↓

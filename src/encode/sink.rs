use std::path::PathBuf;

use crate::audio::pcm::f32le_from_bytes;
use crate::foundation::core::{Fps, FrameIndex};
use crate::foundation::error::ReelResult;
use crate::render::FrameRGBA;

/// Configuration provided to a [`FrameSink`] before the first frame.
#[derive(Debug, Clone, PartialEq)]
pub struct SinkConfig {
    pub width: u32,
    pub height: u32,
    pub fps: Fps,
    /// Mixed audio to mux alongside the frames.
    pub audio: Option<AudioInputConfig>,
    /// Exact duration the output must have, in seconds.
    pub duration_secs: f64,
}

/// Raw PCM audio input for sinks that mux audio.
#[derive(Debug, Clone, PartialEq, Eq)]
pub struct AudioInputConfig {
    /// Path to interleaved `f32le` PCM data.
    pub path: PathBuf,
    pub sample_rate: u32,
    pub channels: u16,
}

/// Consumer of composited frames.
///
/// Ordering contract: `push_frame` is called with strictly increasing, gapless `FrameIndex`
/// values starting at 0.
pub trait FrameSink: Send {
    /// Called once before any frames are pushed.
    fn begin(&mut self, cfg: SinkConfig) -> ReelResult<()>;
    fn push_frame(&mut self, idx: FrameIndex, frame: &FrameRGBA) -> ReelResult<()>;
    /// Called once after the last frame; the output is complete when this returns `Ok`.
    fn end(&mut self) -> ReelResult<()>;
}

/// Sink that keeps everything in memory. Used by tests and previews.
#[derive(Debug, Default)]
pub struct InMemorySink {
    cfg: Option<SinkConfig>,
    keep_frames: bool,
    indices: Vec<FrameIndex>,
    frames: Vec<(FrameIndex, FrameRGBA)>,
    audio: Option<Vec<f32>>,
    finished: bool,
}

impl InMemorySink {
    /// Sink that records frame indices and audio but drops pixel data.
    pub fn new() -> Self {
        Self::default()
    }

    /// Sink that also keeps every pushed frame.
    pub fn keeping_frames() -> Self {
        Self {
            keep_frames: true,
            ..Self::default()
        }
    }

    pub fn config(&self) -> Option<&SinkConfig> {
        self.cfg.as_ref()
    }

    pub fn indices(&self) -> &[FrameIndex] {
        &self.indices
    }

    pub fn frames(&self) -> &[(FrameIndex, FrameRGBA)] {
        &self.frames
    }

    /// Interleaved samples read from the audio input at `begin`.
    pub fn audio(&self) -> Option<&[f32]> {
        self.audio.as_deref()
    }

    pub fn is_finished(&self) -> bool {
        self.finished
    }
}

impl FrameSink for InMemorySink {
    fn begin(&mut self, cfg: SinkConfig) -> ReelResult<()> {
        self.audio = match cfg.audio.as_ref() {
            Some(a) => {
                use anyhow::Context as _;
                let bytes = std::fs::read(&a.path)
                    .with_context(|| format!("failed to read audio input '{}'", a.path.display()))?;
                Some(f32le_from_bytes(&bytes)?)
            }
            None => None,
        };
        self.cfg = Some(cfg);
        self.indices.clear();
        self.frames.clear();
        self.finished = false;
        Ok(())
    }

    fn push_frame(&mut self, idx: FrameIndex, frame: &FrameRGBA) -> ReelResult<()> {
        self.indices.push(idx);
        if self.keep_frames {
            self.frames.push((idx, frame.clone()));
        }
        Ok(())
    }

    fn end(&mut self) -> ReelResult<()> {
        self.finished = true;
        Ok(())
    }
}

↑

Across the records above, how many lines does the word "Option" appear on? Reply with the number only.

# Solution to the exercise
5